Information provided —
- Opening Delimiter -

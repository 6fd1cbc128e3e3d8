//! Store schema migration registry and executor.
//!
//! # Invariants
//! - `version` values must remain monotonic.
//! - Applied migration version is mirrored to `PRAGMA user_version`.

use crate::db::{DbError, DbResult};
use log::info;
use rusqlite::Connection;

#[derive(Debug, Clone, Copy)]
struct Migration {
    version: u32,
    sql: &'static str,
}

const MIGRATIONS: &[Migration] = &[
    Migration {
        version: 1,
        sql: include_str!("0001_init.sql"),
    },
    Migration {
        version: 2,
        sql: include_str!("0002_kv_updated_index.sql"),
    },
];

/// Returns the latest migration version known by this binary.
pub fn latest_version() -> u32 {
    MIGRATIONS.last().map_or(0, |migration| migration.version)
}

/// Applies all pending migrations in one transaction.
pub fn apply_migrations(conn: &mut Connection) -> DbResult<()> {
    let current_version = current_user_version(conn)?;
    let latest = latest_version();

    if current_version > latest {
        return Err(DbError::UnsupportedSchemaVersion {
            db_version: current_version,
            latest_supported: latest,
        });
    }

    if current_version == latest {
        return Ok(());
    }

    let tx = conn.transaction()?;
    for migration in MIGRATIONS
        .iter()
        .filter(|migration| migration.version > current_version)
    {
        tx.execute_batch(migration.sql)?;
        tx.execute_batch(&format!("PRAGMA user_version = {};", migration.version))?;
    }
    tx.commit()?;

    info!(
        "event=db_migrate module=db status=ok from_version={} to_version={}",
        current_version, latest
    );
    Ok(())
}

fn current_user_version(conn: &Connection) -> DbResult<u32> {
    let version = conn.query_row("PRAGMA user_version;", [], |row| row.get::<_, u32>(0))?;
    Ok(version)
}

- Closing Delimiter -

Exercise instructions —
Give back every line of the data exactly.

Response —
repository 6fd1cbc128e3e3d8
//! Store schema migration registry and executor.
//!
//! # Invariants
//! - `version` values must remain monotonic.
//! - Applied migration version is mirrored to `PRAGMA user_version`.

use crate::db::{DbError, DbResult};
use log::info;
use rusqlite::Connection;

#[derive(Debug, Clone, Copy)]
struct Migration {
    version: u32,
    sql: &'static str,
}

const MIGRATIONS: &[Migration] = &[
    Migration {
        version: 1,
        sql: include_str!("0001_init.sql"),
    },
    Migration {
        version: 2,
        sql: include_str!("0002_kv_updated_index.sql"),
    },
];

/// Returns the latest migration version known by this binary.
pub fn latest_version() -> u32 {
    MIGRATIONS.last().map_or(0, |migration| migration.version)
}

/// Applies all pending migrations in one transaction.
pub fn apply_migrations(conn: &mut Connection) -> DbResult<()> {
    let current_version = current_user_version(conn)?;
    let latest = latest_version();

    if current_version > latest {
        return Err(DbError::UnsupportedSchemaVersion {
            db_version: current_version,
            latest_supported: latest,
        });
    }

    if current_version == latest {
        return Ok(());
    }

    let tx = conn.transaction()?;
    for migration in MIGRATIONS
        .iter()
        .filter(|migration| migration.version > current_version)
    {
        tx.execute_batch(migration.sql)?;
        tx.execute_batch(&format!("PRAGMA user_version = {};", migration.version))?;
    }
    tx.commit()?;

    info!(
        "event=db_migrate module=db status=ok from_version={} to_version={}",
        current_version, latest
    );
    Ok(())
}

fn current_user_version(conn: &Connection) -> DbResult<u32> {
    let version = conn.query_row("PRAGMA user_version;", [], |row| row.get::<_, u32>(0))?;
    Ok(version)
}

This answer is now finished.